• Your instructions: Transcribe, word for word and without additions, each line below from the one containing "-> Result<ServiceReport, InspectError>" through the one containing "Extract the task", both ends included.
----
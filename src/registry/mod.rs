// ABOUTME: Image registries on both ends of the tunnel.
// ABOUTME: The local registry container and the bridge that moves images through it.

mod bridge;
mod error;
mod local;

pub use bridge::{RELAY_PORT_RANGE, RegistryBridge};
pub use error::RegistryError;
pub use local::{LOCAL_REGISTRY_IMAGE, LocalRegistry};

use std::fmt;

/// Where an image registry can be reached.
#[derive(Debug, Clone, PartialEq, Eq)]
pub struct RegistryEndpoint {
    pub host: String,
    pub port: u16,
    /// Started for this deployment only and removed when it ends.
    pub is_ephemeral: bool,
}

impl RegistryEndpoint {
    pub fn local(port: u16, is_ephemeral: bool) -> Self {
        Self {
            host: "localhost".to_string(),
            port,
            is_ephemeral,
        }
    }

    /// The registry as seen from any swarm node through the routing mesh.
    pub fn cluster(port: u16) -> Self {
        Self {
            host: "127.0.0.1".to_string(),
            port,
            is_ephemeral: false,
        }
    }

    /// `host:port`, the registry component of an image reference.
    pub fn address(&self) -> String {
        format!("{}:{}", self.host, self.port)
    }
}

impl fmt::Display for RegistryEndpoint {
    fn fmt(&self, f: &mut fmt::Formatter<'_>) -> fmt::Result {
        write!(f, "{}", self.address())?;
        if self.is_ephemeral {
            write!(f, " (ephemeral)")?;
        }
        Ok(())
    }
}
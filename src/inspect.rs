// ABOUTME: Reads back the deployment label of a swarm service.
// ABOUTME: Reports who deployed it and whether it still runs the recorded image.

use serde_json::Value;
use thiserror::Error;

use crate::deploy::{DeploymentMetadata, METADATA_LABEL};
use crate::process::{ProcessError, ProcessRunner, remote_docker};
use crate::types::{RemoteHost, ServiceName};

#[derive(Debug, Error)]
pub enum InspectError {
    #[error("service {service} not found on {host}: {detail}")]
    ServiceNotFound {
        service: String,
        host: String,
        detail: String,
    },

    #[error("service {service} was not deployed with this tool (no `{label}` label)")]
    MissingLabel { service: String, label: &'static str },

    #[error("service {service} has an unreadable `{label}` label: {source}")]
    InvalidLabel {
        service: String,
        label: &'static str,
        #[source]
        source: serde_json::Error,
    },

    #[error(transparent)]
    Process(#[from] ProcessError),
}

/// What a service runs versus what its last deployment recorded.
#[derive(Debug, Clone, PartialEq, Eq)]
pub struct ServiceReport {
    pub service: ServiceName,
    /// Image in the service spec, digest suffix removed.
    pub current_image: String,
    pub metadata: DeploymentMetadata,
}

impl ServiceReport {
    /// False when the service was updated by something other than this tool.
    pub fn image_matches(&self) -> bool {
        self.current_image == self.metadata.image
    }
}

/// Raw fields pulled out of `docker service inspect`.
#[derive(Debug, Clone, PartialEq, Eq)]
pub struct InspectedService {
    pub image: String,
    pub label: Option<String>,
}

/// Fetch and decode the deployment label of `service`.
pub async fn inspect_service<R: ProcessRunner + ?Sized>(
    runner: &R,
    host: &RemoteHost,
    service: &ServiceName,
) -> Result<ServiceReport, InspectError> {
    let output = runner
        .run(&remote_docker(
            host,
            ["service".to_string(), "inspect".to_string(), service.to_string()],
        ))
        .await?;

    let not_found = |detail: String| InspectError::ServiceNotFound {
        service: service.to_string(),
        host: host.to_string(),
        detail,
    };

    if !output.success() {
        return Err(not_found(output.error_text()));
    }

    let inspected = parse_service_inspect(&output.stdout)
        .ok_or_else(|| not_found("unexpected `docker service inspect` output".to_string()))?;

    let label = inspected.label.ok_or_else(|| InspectError::MissingLabel {
        service: service.to_string(),
        label: METADATA_LABEL,
    })?;

    let metadata =
        DeploymentMetadata::from_label(&label).map_err(|source| InspectError::InvalidLabel {
            service: service.to_string(),
            label: METADATA_LABEL,
            source,
        })?;

    Ok(ServiceReport {
        service: service.clone(),
        current_image: inspected.image,
        metadata,
    })
}

/// Extract the task image and the deployment label from `docker service inspect` JSON.
pub fn parse_service_inspect(output: &str) -> Option<InspectedService> {
    let inspected: Value = serde_json::from_str(output).ok()?;
    let service = match &inspected {
        Value::Array(items) => items.first()?,
        other => other,
    };

    let image = service
        .pointer("/Spec/TaskTemplate/ContainerSpec/Image")
        .and_then(Value::as_str)?;
    let label = service
        .pointer("/Spec/Labels")
        .and_then(|labels| labels.get(METADATA_LABEL))
        .and_then(Value::as_str)
        .map(str::to_string);

    Some(InspectedService {
        image: strip_digest(image).to_string(),
        label,
    })
}

/// Swarm pins images by appending `@sha256:...` to the task image.
fn strip_digest(image: &str) -> &str {
    image.split_once('@').map_or(image, |(name, _)| name)
}
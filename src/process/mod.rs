// ABOUTME: Process execution layer shared by every pipeline component.
// ABOUTME: Runs local and remote (docker -H ssh://) commands through one trait.

mod command;
mod error;
mod lines;
mod local;
mod runner;

pub use command::{CommandSpec, OutputMode, docker, remote_docker, shell};
pub use error::ProcessError;
pub use lines::LossyLines;
pub use local::LocalRunner;
pub use runner::{OutputStream, ProcessControl, ProcessHandle, ProcessOutput, ProcessRunner};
----
• Answer to the exercise:
) -> Result<ServiceReport, InspectError> {
    let output = runner
        .run(&remote_docker(
            host,
            ["service".to_string(), "inspect".to_string(), service.to_string()],
        ))
        .await?;

    let not_found = |detail: String| InspectError::ServiceNotFound {
        service: service.to_string(),
        host: host.to_string(),
        detail,
    };

    if !output.success() {
        return Err(not_found(output.error_text()));
    }

    let inspected = parse_service_inspect(&output.stdout)
        .ok_or_else(|| not_found("unexpected `docker service inspect` output".to_string()))?;

    let label = inspected.label.ok_or_else(|| InspectError::MissingLabel {
        service: service.to_string(),
        label: METADATA_LABEL,
    })?;

    let metadata =
        DeploymentMetadata::from_label(&label).map_err(|source| InspectError::InvalidLabel {
            service: service.to_string(),
            label: METADATA_LABEL,
            source,
        })?;

    Ok(ServiceReport {
        service: service.clone(),
        current_image: inspected.image,
        metadata,
    })
}

/// Extract the task image and the deployment label from `docker service inspect` JSON.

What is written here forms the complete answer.